Rules engine technology is the product of research in Artificial Intelligence and intelligent systems. Throughout the 1970's, 80's and 90's, researchers have solved some complex computing challenges. One of the most efficient and well tested algorithms is RETE. It was originally described by Charles Forgy.
REFERENCE: 1. Rete: A Fast Algorithm for the Many Pattern/ Many Object Pattern Match Problem* by Charles L. Forgy Department of Computer Science. Carnegie-Mellon University.
Distributed reasoning, unlike collaborative agents provides methods by which multiple rule engines reason over large datasets in real-time. Whereas collaborative agents use agents to reason over discrete problems, it cannot reason over large sets of data. Furthermore, collaborative agents” techniques require the engine to load all necessary data within the same engine. For small datasets, these techniques prove to be powerful, but they do not scale for large datasets.

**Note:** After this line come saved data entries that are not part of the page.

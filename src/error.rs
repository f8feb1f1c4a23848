//! Error types shared by the solver core, the parser, and the CLI.

use thiserror::Error;

/// Everything that can go wrong while building or solving an equation system.
#[derive(Error, Debug, Clone, PartialEq, Eq)]
pub enum Error {
    /// A zero modulus or divisor was supplied to a [`crate::BigInt`] operation
    /// that requires a nonzero one. The solver never triggers this itself; it
    /// only surfaces through misuse of the public API.
    #[error("division by zero")]
    DivideByZero,

    /// The input file did not match the problem format described in the
    /// crate documentation.
    #[error("malformed input: {0}")]
    Parse(String),
}

/// Convenience alias used throughout the crate.
pub type Result<T> = std::result::Result<T, Error>;
/*!

`left_side = right_side`, with `left_side` a [`Sum`] and `right_side` a
[`BigInt`] constant. This module carries the five operations the
[`crate::Solver`]'s main loop is built from: `simplify`, `invert`,
`solve_for`, `eliminate`, and the two `substitute` overloads.

*/

use std::fmt;

use crate::bigint::BigInt;
use crate::deduced_equation::DeducedEquation;
use crate::error::Result;
use crate::sum::Sum;
use crate::term::Term;
use crate::variable::VariableId;

/// Outcome of simplifying a single equation (or, in aggregate, a whole
/// system): either it's still a live constraint, it collapsed to the
/// trivially-true `0 = 0`, or it proved the system unsolvable.
#[derive(Copy, Clone, Debug, PartialEq, Eq)]
pub enum SimplificationResult {
    Ok,
    /// The equation reduced to `0 = 0` and carries no information.
    IsEmpty,
    /// The equation reduced to `0 = c` for nonzero `c`, or its coefficient
    /// gcd does not divide the right side -- the system has no solution.
    Conflict,
}

/// `left_side = right_side`.
#[derive(Clone, Debug, PartialEq, Eq)]
pub struct Equation {
    left_side: Sum,
    right_side: BigInt,
}

impl Equation {
    pub fn new(left_side: Sum, right_side: BigInt) -> Self {
        Equation { left_side, right_side }
    }

    pub fn left_side(&self) -> &Sum {
        &self.left_side
    }

    pub fn right_side(&self) -> &BigInt {
        &self.right_side
    }

    pub fn lowest_coefficient_term(&self) -> Option<&Term> {
        self.left_side.lowest_coefficient_term()
    }

    pub fn highest_coefficient_term(&self) -> Option<&Term> {
        self.left_side.highest_coefficient_term()
    }

    /// Divides both sides by the gcd of the left side's coefficients.
    pub fn simplify(&mut self) -> Result<SimplificationResult> {
        let Some(gcd) = self.left_side.simplify() else {
            return Ok(if self.right_side.is_zero() {
                SimplificationResult::IsEmpty
            } else {
                SimplificationResult::Conflict
            });
        };

        if !self.right_side.is_divisible_by(&gcd)? {
            return Ok(SimplificationResult::Conflict);
        }

        self.right_side = self.right_side.checked_div(&gcd)?;
        Ok(SimplificationResult::Ok)
    }

    /// Multiplies both sides by -1, used to normalize the pivot's sign.
    pub fn invert(&mut self) -> Result<()> {
        let minus_one = BigInt::from(-1i64);
        self.left_side.divide_coefficients_by(&minus_one)?;
        self.right_side = &self.right_side * &minus_one;
        Ok(())
    }

    /// Reshapes `left_side = right_side` into a solved form for `term`'s
    /// variable, assuming `|term.coefficient| == 1`.
    ///
    /// When `do_normal_inversion` is true (the default path, pivot
    /// coefficient exactly `+-1`), moving the remaining terms across the
    /// equals sign flips their sign whenever the pivot itself was positive.
    /// `eliminate` calls this with `do_normal_inversion = false` because it
    /// immediately re-derives the correct sign via modular reduction instead.
    pub fn solve_for(&self, term: &Term, do_normal_inversion: bool) -> DeducedEquation {
        let mut new_terms: Vec<Term> = self
            .left_side
            .terms()
            .iter()
            .filter(|t| t.variable != term.variable)
            .cloned()
            .collect();

        let coefficient_positive = !term.coefficient.is_negative();
        let do_coefficient_inversion = do_normal_inversion && coefficient_positive;

        if do_coefficient_inversion {
            let minus_one = BigInt::from(-1i64);
            for t in &mut new_terms {
                t.divide_coefficient_by(&minus_one)
                    .expect("dividing by -1 never fails");
            }
        }

        let do_constant_inversion = !do_normal_inversion || coefficient_positive;
        let new_right = if do_constant_inversion {
            self.right_side.clone()
        } else {
            -&self.right_side
        };

        DeducedEquation::new(term.variable, Sum::new(new_terms), new_right)
    }

    /// Solves for `term`'s variable while introducing `fresh_variable` to
    /// absorb the part of the coefficient that doesn't fit in `{-1, 0, 1}`.
    /// Precondition: `|term.coefficient| >= 2`.
    ///
    /// Every coefficient the result carries on its right side has magnitude
    /// at most `(|term.coefficient| + 1) / 2`, strictly smaller than
    /// `|term.coefficient|` -- this is what keeps the outer solve loop
    /// terminating.
    pub fn eliminate(&self, term: &Term, fresh_variable: VariableId) -> Result<DeducedEquation> {
        let modulus = &term.coefficient + &BigInt::from(1i64);

        let mut deduced = self.solve_for(term, false);
        deduced.coefficients_modulo(&modulus)?;
        deduced.add_term(Term::new(-&modulus, fresh_variable));
        deduced.right_side_constant = -deduced.right_side_constant.sym_mod(&modulus)?;

        Ok(deduced)
    }

    /// Folds a deduced equation into this one, eliminating
    /// `deduced.target` from `left_side` by merging in its right-hand sum
    /// (scaled by the coefficient `deduced.target` had here).
    pub fn substitute_deduced(&mut self, deduced: &DeducedEquation) {
        let Some(scale) = self
            .left_side
            .set_coefficient_of_variable_to_zero(deduced.target)
        else {
            return;
        };

        self.left_side = self.left_side.merge_scaled(&deduced.right_side_terms, &scale);
        self.right_side -= &(&scale * &deduced.right_side_constant);
    }

    /// Folds a known value for `variable` into this equation.
    pub fn substitute_assignment(&mut self, variable: VariableId, value: &BigInt) {
        if let Some(coefficient) = self.left_side.set_coefficient_of_variable_to_zero(variable) {
            self.right_side -= &(&coefficient * value);
        }
    }
}

impl fmt::Display for Equation {
    fn fmt(&self, f: &mut fmt::Formatter<'_>) -> fmt::Result {
        write!(f, "{} = {}", self.left_side, self.right_side)
    }
}

#[cfg(test)]
mod tests {
    use super::*;

    fn v(i: usize) -> VariableId {
        VariableId(i)
    }

    fn term(c: i64, var: usize) -> Term {
        Term::new(BigInt::from(c), v(var))
    }

    fn eq(terms: Vec<Term>, right: i64) -> Equation {
        Equation::new(Sum::new(terms), BigInt::from(right))
    }

    #[test]
    fn simplify_divides_both_sides() {
        // S5: 4x0 + 8x1 + 16x2 = 24 -> x0 + 2x1 + 4x2 = 6
        let mut e = eq(vec![term(4, 0), term(8, 1), term(16, 2)], 24);
        assert_eq!(e.simplify().unwrap(), SimplificationResult::Ok);
        assert_eq!(e.left_side().terms()[0].coefficient, BigInt::from(1));
        assert_eq!(e.left_side().terms()[1].coefficient, BigInt::from(2));
        assert_eq!(e.left_side().terms()[2].coefficient, BigInt::from(4));
        assert_eq!(*e.right_side(), BigInt::from(6));
    }

    #[test]
    fn simplify_detects_conflict_from_unsolvable_gcd() {
        // S2: 7x0 + 21x1 + 28x2 = 8, gcd(7,21,28)=7 does not divide 8.
        let mut e = eq(vec![term(7, 0), term(21, 1), term(28, 2)], 8);
        assert_eq!(e.simplify().unwrap(), SimplificationResult::Conflict);
    }

    #[test]
    fn simplify_of_zero_equals_zero_is_empty() {
        let mut e = eq(vec![term(0, 0)], 0);
        assert_eq!(e.simplify().unwrap(), SimplificationResult::IsEmpty);
    }

    #[test]
    fn simplify_of_zero_equals_nonzero_is_conflict() {
        // S4: 0*x0 = 1
        let mut e = eq(vec![term(0, 0)], 1);
        assert_eq!(e.simplify().unwrap(), SimplificationResult::Conflict);
    }

    #[test]
    fn invert_is_its_own_inverse() {
        let mut e = eq(vec![term(3, 0), term(-2, 1)], 5);
        let original = e.clone();
        e.invert().unwrap();
        e.invert().unwrap();
        assert_eq!(e, original);
    }

    #[test]
    fn solve_for_unit_coefficient_round_trips_to_zero_equals_zero() {
        // 2x0 + x1 = 5, solve for x1 (coefficient 1), substitute back in.
        let mut e = eq(vec![term(2, 0), term(1, 1)], 5);
        let deduced = e.solve_for(&term(1, 1), true);
        e.substitute_deduced(&deduced);
        assert!(e.left_side().terms().iter().all(Term::is_zero));
        assert!(e.right_side().is_zero());
    }

    #[test]
    fn solve_for_truth_table() {
        // x1 has coefficient +1: normal inversion negates the other terms
        // and leaves the constant untouched.
        let e = eq(vec![term(2, 0), term(1, 1)], 5);
        let d = e.solve_for(&term(1, 1), true);
        assert_eq!(d.right_side_terms.terms()[0].coefficient, BigInt::from(-2));
        assert_eq!(d.right_side_constant, BigInt::from(5));

        // Same equation, doNormalInversion = false: no sign flip at all.
        let d2 = e.solve_for(&term(1, 1), false);
        assert_eq!(d2.right_side_terms.terms()[0].coefficient, BigInt::from(2));
        assert_eq!(d2.right_side_constant, BigInt::from(5));

        // Pivot coefficient negative, normal inversion requested: constant
        // flips sign, other terms keep theirs.
        let e2 = eq(vec![term(2, 0), term(-1, 1)], 5);
        let d3 = e2.solve_for(&term(-1, 1), true);
        assert_eq!(d3.right_side_terms.terms()[0].coefficient, BigInt::from(2));
        assert_eq!(d3.right_side_constant, BigInt::from(-5));
    }

    #[test]
    fn eliminate_bounds_new_coefficients() {
        // 5x0 + 3x1 = 11, eliminate x0 (coefficient 5) introducing x2.
        let e = eq(vec![term(5, 0), term(3, 1)], 11);
        let deduced = e.eliminate(&term(5, 0), v(2)).unwrap();
        let bound = (5i64 + 1) / 2;
        for t in deduced.right_side_terms.terms() {
            if t.variable != v(2) {
                assert!(t.coefficient.abs() <= BigInt::from(bound));
            }
        }
    }

    #[test]
    fn substitute_assignment_folds_constant() {
        let mut e = eq(vec![term(2, 0), term(3, 1)], 10);
        e.substitute_assignment(v(1), &BigInt::from(2));
        // 2x0 + 3*2 = 10 -> 2x0 = 4
        assert!(e.left_side().terms().iter().find(|t| t.variable == v(1)).unwrap().is_zero());
        assert_eq!(*e.right_side(), BigInt::from(4));
    }
}
//! Thin façade over `log`/`env_logger` mirroring the reference engine's
//! five-level verbosity scheme.

use log::LevelFilter;

use crate::error::{Error, Result};

/// Installs `env_logger` as the global logger at the level `verbosity`
/// selects. `0` disables logging entirely; `1..=5` map to
/// `Error, Warn, Info, Debug, Trace`. Anything else is a usage error, not a
/// panic.
pub fn init(verbosity: u8) -> Result<()> {
    let level = level_for_verbosity(verbosity)?;
    env_logger::Builder::new().filter_level(level).init();
    Ok(())
}

fn level_for_verbosity(verbosity: u8) -> Result<LevelFilter> {
    match verbosity {
        0 => Ok(LevelFilter::Off),
        1 => Ok(LevelFilter::Error),
        2 => Ok(LevelFilter::Warn),
        3 => Ok(LevelFilter::Info),
        4 => Ok(LevelFilter::Debug),
        5 => Ok(LevelFilter::Trace),
        other => Err(Error::Parse(format!("verbosity must be 0..=5, got {other}"))),
    }
}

A forward chaining rule engine utilizing RETE algorithm, can reason over large datasets when nodes are distributed to other systems. This allows the system to match on a specific instance of a class (also called business object) without requiring the object instance reside in the same working memory and be locally available. It is important to note the engine will reason over shared data resident in other engines using data steams. This reduces the memory requirements and improves efficiency. It also enables the engines to share all or part of their reasoning network and distribute the process. Distributing nodes of a set of rules across multiple systems allows each engine to perform pattern matching on a single object instance and route the results to the originating system. Unlike load balancing techniques, a true distributed reasoning system does not require all systems of a cluster to deploy identical sets of rules, which creates redundant rules within the environment and increases maintenance costs. In a distributed reasoning/distributed pattern matching system, each system deploys a different set of rules (also called module or rule set), based on its own needs and configuration requirements. At runtime, the rule engines monitor resource utilization and distribute nodes dynamically and on demand.
Prior techniques relied on load balancing techniques to prioritize and categorize atomic processes. This approach requires every system to have all required data locally, leading to multiple data caches. In a production environment with large datasets, each system cannot load all required data and data synchronization becomes a potential problem.